Nikon Coolpix P7800 review

November 14, 2013

Overall Rating:


Nikon Coolpix P7800



Price as Reviewed:


It has a 921,000-dot EVF and articulated LCD screen alongside its 12.2-million-pixel sensor and premium build body, so is the Nikon Coolpix P7800 the best P-series compact camera yet? Read the Nikon Coolpix P7800 review...

Nikon Coolpix P7800 review – Noise, resolution and sensitivity

Image: Brightening shadow areas on shots that are taken above 1600 will introduce a considerable amount of noise

The P7800 offers an ISO sensitivity range of ISO 80-3200 in PASM modes, which is extendable to ISO 6400 using the H1 high ISO setting. In auto modes, the ISO range is ISO 80-1600. Luminous noise is only slightly visible between ISO 80 and ISO 400. Any setting between this shows only a comfortable level of luminance noise that does not detract from the image unless significantly magnified. Thankfully, the P7800 has an automatic ISO setting that will allow sensitivity to peak at either ISO 200, ISO 400 or ISO 800. Until ISO 800, the P7800 performs better than most cameras with a similar-sized sensor and resolution. Beyond ISO 800, fine detail starts to smudge and this gets progressively worse as the ISO sensitivity is pushed higher. This deterioration culminates at ISO 3200, at which point in-camera noise reduction produces smudges with solid edges.

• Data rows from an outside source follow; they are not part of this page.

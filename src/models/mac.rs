//! 48-bit MAC address parsing and display.

use crate::errors::{NetcalcError, Result};
use itertools::Itertools;
use lazy_static::lazy_static;
use regex::Regex;
use serde::Serialize;

lazy_static! {
    static ref MAC_SEPARATORS: Regex = Regex::new(r"[:\-]").expect("Invalid Regex?");
}

/// A 48-bit MAC address.
#[derive(Debug, Copy, Clone, PartialEq, Eq, Hash)]
pub struct MacAddress(pub [u8; 6]);

impl MacAddress {
    /// Parse a `:` or `-` delimited hex MAC, case-insensitive.
    ///
    /// The input must reduce to exactly 12 hex digits once delimiters are
    /// stripped.
    pub fn parse(text: &str) -> Result<MacAddress> {
        let trimmed = text.trim();
        let cleaned = MAC_SEPARATORS.replace_all(trimmed, "");
        if !cleaned.chars().all(|c| c.is_ascii_hexdigit()) || cleaned.len() != 12 {
            return Err(NetcalcError::InvalidMac(format!(
                "\"{trimmed}\" does not reduce to 12 hex digits"
            )));
        }
        let mut octets = [0u8; 6];
        for (i, octet) in octets.iter_mut().enumerate() {
            *octet = u8::from_str_radix(&cleaned[2 * i..2 * i + 2], 16)
                .map_err(|_| NetcalcError::InvalidMac(format!("\"{trimmed}\"")))?;
        }
        Ok(MacAddress(octets))
    }
}

impl std::fmt::Display for MacAddress {
    fn fmt(&self, f: &mut std::fmt::Formatter) -> std::fmt::Result {
        write!(f, "{}", self.0.iter().map(|o| format!("{o:02x}")).join(":"))
    }
}

impl Serialize for MacAddress {
    fn serialize<S>(&self, serializer: S) -> std::result::Result<S::Ok, S::Error>
    where
        S: serde::ser::Serializer,
    {
        serializer.serialize_str(&self.to_string())
    }
}
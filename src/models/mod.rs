//! Domain models for the address calculator.
//!
//! This module contains the core data structures used throughout the crate:
//! - [`Ipv4`] - IPv4 address with CIDR notation support
//! - [`Ipv6`] - 128-bit IPv6 address with RFC 5952 text forms
//! - [`MacAddress`] - 48-bit MAC address
//! - report records produced by the processing layer

mod ipv4;
mod ipv6;
mod mac;
mod report;

// Re-export public types
pub use ipv4::{
    broadcast_addr, cidr_mask, host_range, network_addr, usable_hosts, wildcard_mask, Ipv4,
    MAX_LENGTH,
};
pub use ipv6::{prefix_mask, Ipv6, Ipv6Class, MAX_PREFIX};
pub use mac::MacAddress;
pub use report::{
    ConversionReport, Eui64Report, Ipv4SubnetReport, Ipv6SubnetReport, VlsmAllocation, VlsmPlan,
    VlsmRequirement,
};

The lens does suffer from some purple fringing in expected areas – mostly on high-contrast edges close to highlight areas, such as branches against a bright sky. It’s surprising that this is not removed in-camera in JPEGs. Some curvilinear distortion is also a problem in the form of barrelling at the widest and pincushioning at the telephoto end. However, there is a menu setting that allows the user to correct the distortion, and it can also be done via the in-camera raw-processing menu.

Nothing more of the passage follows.